**Required action:**
Please return the lines of the data that contain "daemon".

Collected data entries
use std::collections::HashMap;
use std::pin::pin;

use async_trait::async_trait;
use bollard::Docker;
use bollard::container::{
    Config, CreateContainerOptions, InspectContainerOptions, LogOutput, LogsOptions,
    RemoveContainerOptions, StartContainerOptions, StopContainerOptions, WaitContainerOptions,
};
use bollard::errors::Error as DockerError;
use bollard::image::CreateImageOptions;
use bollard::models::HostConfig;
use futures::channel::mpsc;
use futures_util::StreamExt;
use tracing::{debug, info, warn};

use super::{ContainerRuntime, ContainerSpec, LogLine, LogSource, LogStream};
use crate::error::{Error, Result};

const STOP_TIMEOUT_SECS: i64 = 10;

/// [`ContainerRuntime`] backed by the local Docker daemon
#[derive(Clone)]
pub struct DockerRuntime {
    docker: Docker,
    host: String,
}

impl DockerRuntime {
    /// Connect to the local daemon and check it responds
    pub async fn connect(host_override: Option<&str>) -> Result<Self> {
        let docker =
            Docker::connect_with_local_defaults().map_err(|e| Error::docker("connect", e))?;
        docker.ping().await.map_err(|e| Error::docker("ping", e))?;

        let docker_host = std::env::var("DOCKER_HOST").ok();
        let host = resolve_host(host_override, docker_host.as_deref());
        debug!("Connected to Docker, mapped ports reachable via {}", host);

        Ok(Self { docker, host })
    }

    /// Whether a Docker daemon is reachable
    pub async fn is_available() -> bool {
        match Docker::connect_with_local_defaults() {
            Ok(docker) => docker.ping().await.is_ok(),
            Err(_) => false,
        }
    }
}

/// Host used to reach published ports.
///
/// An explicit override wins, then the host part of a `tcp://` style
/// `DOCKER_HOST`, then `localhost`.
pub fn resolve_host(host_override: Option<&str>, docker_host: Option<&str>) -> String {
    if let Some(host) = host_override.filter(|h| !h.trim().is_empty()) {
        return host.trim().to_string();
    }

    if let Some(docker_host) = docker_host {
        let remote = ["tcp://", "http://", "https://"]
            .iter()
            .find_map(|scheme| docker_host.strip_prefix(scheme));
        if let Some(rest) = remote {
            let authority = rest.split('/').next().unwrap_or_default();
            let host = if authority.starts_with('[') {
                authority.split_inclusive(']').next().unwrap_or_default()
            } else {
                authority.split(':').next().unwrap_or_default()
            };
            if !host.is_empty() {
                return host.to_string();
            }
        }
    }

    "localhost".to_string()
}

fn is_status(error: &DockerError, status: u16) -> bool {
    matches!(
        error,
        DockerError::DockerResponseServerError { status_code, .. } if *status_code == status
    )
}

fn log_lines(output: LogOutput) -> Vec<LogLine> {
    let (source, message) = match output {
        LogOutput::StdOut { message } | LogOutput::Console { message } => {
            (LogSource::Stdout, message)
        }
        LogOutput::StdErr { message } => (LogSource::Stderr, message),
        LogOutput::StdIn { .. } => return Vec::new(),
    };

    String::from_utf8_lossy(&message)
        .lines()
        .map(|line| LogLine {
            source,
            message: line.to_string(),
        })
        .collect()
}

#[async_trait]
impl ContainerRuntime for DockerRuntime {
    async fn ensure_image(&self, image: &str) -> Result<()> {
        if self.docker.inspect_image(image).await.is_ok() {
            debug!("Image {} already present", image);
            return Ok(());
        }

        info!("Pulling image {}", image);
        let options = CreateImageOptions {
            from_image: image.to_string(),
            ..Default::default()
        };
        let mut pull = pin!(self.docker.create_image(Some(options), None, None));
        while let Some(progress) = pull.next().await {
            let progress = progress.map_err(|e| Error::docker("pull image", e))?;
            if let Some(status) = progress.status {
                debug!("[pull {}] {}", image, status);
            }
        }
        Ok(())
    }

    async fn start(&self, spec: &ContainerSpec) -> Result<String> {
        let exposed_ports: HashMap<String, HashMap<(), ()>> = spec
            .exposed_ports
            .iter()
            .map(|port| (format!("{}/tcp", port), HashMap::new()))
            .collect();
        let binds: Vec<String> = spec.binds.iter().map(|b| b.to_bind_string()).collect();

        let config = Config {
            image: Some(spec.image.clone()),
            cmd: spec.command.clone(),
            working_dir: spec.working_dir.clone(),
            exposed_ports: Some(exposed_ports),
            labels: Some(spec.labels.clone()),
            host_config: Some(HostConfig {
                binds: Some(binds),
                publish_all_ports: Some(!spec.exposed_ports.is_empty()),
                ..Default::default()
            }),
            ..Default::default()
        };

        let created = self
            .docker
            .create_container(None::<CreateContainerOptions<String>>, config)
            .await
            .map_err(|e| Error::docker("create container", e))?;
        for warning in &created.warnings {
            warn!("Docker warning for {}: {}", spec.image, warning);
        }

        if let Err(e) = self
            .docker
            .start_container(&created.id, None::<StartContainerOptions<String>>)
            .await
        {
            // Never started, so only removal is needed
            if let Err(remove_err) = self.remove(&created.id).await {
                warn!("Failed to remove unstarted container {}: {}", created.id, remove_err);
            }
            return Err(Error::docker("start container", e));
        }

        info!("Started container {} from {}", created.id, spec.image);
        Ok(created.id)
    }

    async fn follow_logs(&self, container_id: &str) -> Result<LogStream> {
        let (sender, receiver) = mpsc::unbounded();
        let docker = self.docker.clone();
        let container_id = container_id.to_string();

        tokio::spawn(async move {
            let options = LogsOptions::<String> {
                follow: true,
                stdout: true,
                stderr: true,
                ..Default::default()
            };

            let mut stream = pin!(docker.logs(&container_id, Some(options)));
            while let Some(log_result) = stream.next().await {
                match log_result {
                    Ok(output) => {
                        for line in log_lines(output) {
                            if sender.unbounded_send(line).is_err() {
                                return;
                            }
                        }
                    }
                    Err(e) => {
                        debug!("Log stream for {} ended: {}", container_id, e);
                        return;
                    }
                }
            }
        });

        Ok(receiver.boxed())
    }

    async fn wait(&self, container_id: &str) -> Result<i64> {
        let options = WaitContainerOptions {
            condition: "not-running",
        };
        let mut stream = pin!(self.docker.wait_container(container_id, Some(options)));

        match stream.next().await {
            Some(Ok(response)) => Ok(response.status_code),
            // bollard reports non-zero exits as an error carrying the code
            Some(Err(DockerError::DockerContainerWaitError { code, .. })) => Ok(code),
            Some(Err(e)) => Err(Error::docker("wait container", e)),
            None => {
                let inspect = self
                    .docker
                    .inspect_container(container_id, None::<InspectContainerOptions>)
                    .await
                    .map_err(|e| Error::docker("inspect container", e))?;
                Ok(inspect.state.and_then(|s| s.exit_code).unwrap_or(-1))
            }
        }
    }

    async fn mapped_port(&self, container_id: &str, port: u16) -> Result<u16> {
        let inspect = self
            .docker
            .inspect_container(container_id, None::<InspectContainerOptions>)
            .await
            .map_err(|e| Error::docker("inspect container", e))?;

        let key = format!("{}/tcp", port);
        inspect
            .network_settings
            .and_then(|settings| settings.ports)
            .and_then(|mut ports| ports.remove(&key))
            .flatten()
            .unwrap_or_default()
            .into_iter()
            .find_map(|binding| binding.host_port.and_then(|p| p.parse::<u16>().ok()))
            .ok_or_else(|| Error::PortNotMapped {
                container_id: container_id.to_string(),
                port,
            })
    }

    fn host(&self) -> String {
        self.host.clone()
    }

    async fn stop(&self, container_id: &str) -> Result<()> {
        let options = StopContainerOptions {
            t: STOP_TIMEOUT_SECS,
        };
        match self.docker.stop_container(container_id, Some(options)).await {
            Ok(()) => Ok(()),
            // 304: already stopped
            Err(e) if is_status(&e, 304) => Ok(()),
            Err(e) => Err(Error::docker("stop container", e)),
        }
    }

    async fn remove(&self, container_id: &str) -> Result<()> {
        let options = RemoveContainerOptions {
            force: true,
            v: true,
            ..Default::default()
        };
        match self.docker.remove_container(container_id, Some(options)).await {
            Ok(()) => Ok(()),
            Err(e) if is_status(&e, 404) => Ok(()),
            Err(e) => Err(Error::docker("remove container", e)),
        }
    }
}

**Task solution:**
/// [`ContainerRuntime`] backed by the local Docker daemon
    /// Connect to the local daemon and check it responds
    /// Whether a Docker daemon is reachable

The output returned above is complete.